The 2013 results announcements by Admiral tomorrow (Wednesday 5 March) and AVIVA on Thursday are expected to confirm the ongoing profits bonanza being enjoyed by the big car insurers, says leading law firm Thompsons Solicitors.

The last two weeks have seen AXA UK and Direct Line announce 32% and 33% increases in profits respectively. Later this week it's expected that Admiral and AVIVA will delight shareholders and shock motorists with news of how lucrative this captive market is.

“It is shocking. The car insurers have claimed they face a crisis. They've screamed about whiplash and they've alleged widespread fraud and yet here we have them turning in huge profits. Their audacity is staggering,” says Tom Jones, head of policy at Thompsons.

“Close examination of the financial results shows they have over-stated ‘bodily injury claims’ and are actually making fabulous profits while also releasing millions from reserves for extra dividends.”

Last week, Direct Line not only announced a 5% increase in its normal final dividend pay-out to £126m but also said it will make a special dividend payment of £60m as a result of ‘improved claims experience’.

The former RBS owned business reported that the operating profit of its motor division had risen 32.8% from £261.8m in 2012 to £347.7 million last year. Meanwhile, its premiums fell by only 3%.

AXA does not divulge trading figures for car insurance separately but two weeks ago it reported a 32% rise in its overall UK profits to £178m and said this included ‘improvements’ in profits and ‘claims experience’ in motor insurance.

In its report for the first half of 2013, Admiral reported a 5% rise in UK car insurance profits for the period from £183.3 million in 2012 to £192.7 million with chief executive Henry Engelhardt saying: “We were able to increase profits largely due to excellent claims experience”.

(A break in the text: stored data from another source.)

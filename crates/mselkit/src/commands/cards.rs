//! Card command handlers.

use std::sync::Arc;

use tabled::Tabled;

use mselkit_core::model::{CreateCardRequest, UpdateCardRequest};
use mselkit_core::{Card, Workbench};

use crate::cli::{CardArgs, CardCommand, GlobalOpts};
use crate::error::CliError;
use crate::output;

use super::util;

#[derive(Tabled)]
struct CardRow {
    #[tabled(rename = "ID")]
    id: String,
    #[tabled(rename = "Name")]
    name: String,
    #[tabled(rename = "Move")]
    move_number: i32,
    #[tabled(rename = "Inject")]
    inject_number: i32,
}

impl From<&Arc<Card>> for CardRow {
    fn from(c: &Arc<Card>) -> Self {
        Self {
            id: c.id.to_string(),
            name: c.name.clone(),
            move_number: c.move_number,
            inject_number: c.inject_number,
        }
    }
}

pub async fn handle(
    workbench: &Workbench,
    args: CardArgs,
    global: &GlobalOpts,
) -> Result<(), CliError> {
    let service = workbench.cards();

    match args.command {
        CardCommand::List { list } => {
            let msel_id = util::require_msel(args.msel)?;
            service.load_by_msel(&msel_id).await?;
            let rows = service.view(util::list_params(&list)).current();
            let rendered =
                output::render_list(&global.output, &rows, |__r| CardRow::from(__r), |c| c.id.to_string());
            output::print_output(&rendered, global.quiet);
        }

        CardCommand::Create {
            name,
            description,
            move_number,
            inject_number,
        } => {
            let msel_id = util::require_msel(args.msel)?;
            let request = CreateCardRequest {
                msel_id,
                name,
                description,
                move_number,
                inject_number,
            };
            let created = service.create(&request).await?;
            output::print_output(&format!("created card {}", created.id), global.quiet);
        }

        CardCommand::Update {
            id,
            name,
            description,
            move_number,
            inject_number,
        } => {
            let request = UpdateCardRequest {
                name,
                description,
                move_number,
                inject_number,
            };
            let updated = service.update(&id, &request).await?;
            output::print_output(&format!("updated card {}", updated.id), global.quiet);
        }

        CardCommand::Delete { id } => {
            if !util::confirm(&format!("Delete card {id}?"), global.yes)? {
                util::aborted(global.quiet);
                return Ok(());
            }
            service.delete(&id).await?;
            output::print_output(&format!("deleted card {id}"), global.quiet);
        }
    }

    Ok(())
}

Like AXA, AVIVA does not publish figures specifically for car insurance. However, its 2012 annual report said it had generated £448m in operating profit from selling general insurance in the UK, which included ‘good profitability in personal lines’ (motor and homeowner insurance).

Tom Jones added: “We await the Admiral and AVIVA results with interest fully expecting them to confirm that the car insurers are making a killing.

“Given the secrecy of some of them, it is difficult to be certain how much profit motor insurance generates, but it is somewhere north of £2 billion - with the four market leaders accounting for about half of that.

“The car insurers have been complaining endlessly about ‘compensation culture’ and ‘whiplash fraud’ and demanding government impose ever harsher measures that hit access to proper justice for injured people with genuine claims.

“Yet it is shareholders through massive dividend payments who are benefiting from what they now – in the small print – admit are much lower numbers of claims than they had previously said there would be.

“Given that car insurance is a legal requirement, motorists need a watchdog to protect them against this blatant profiteering.”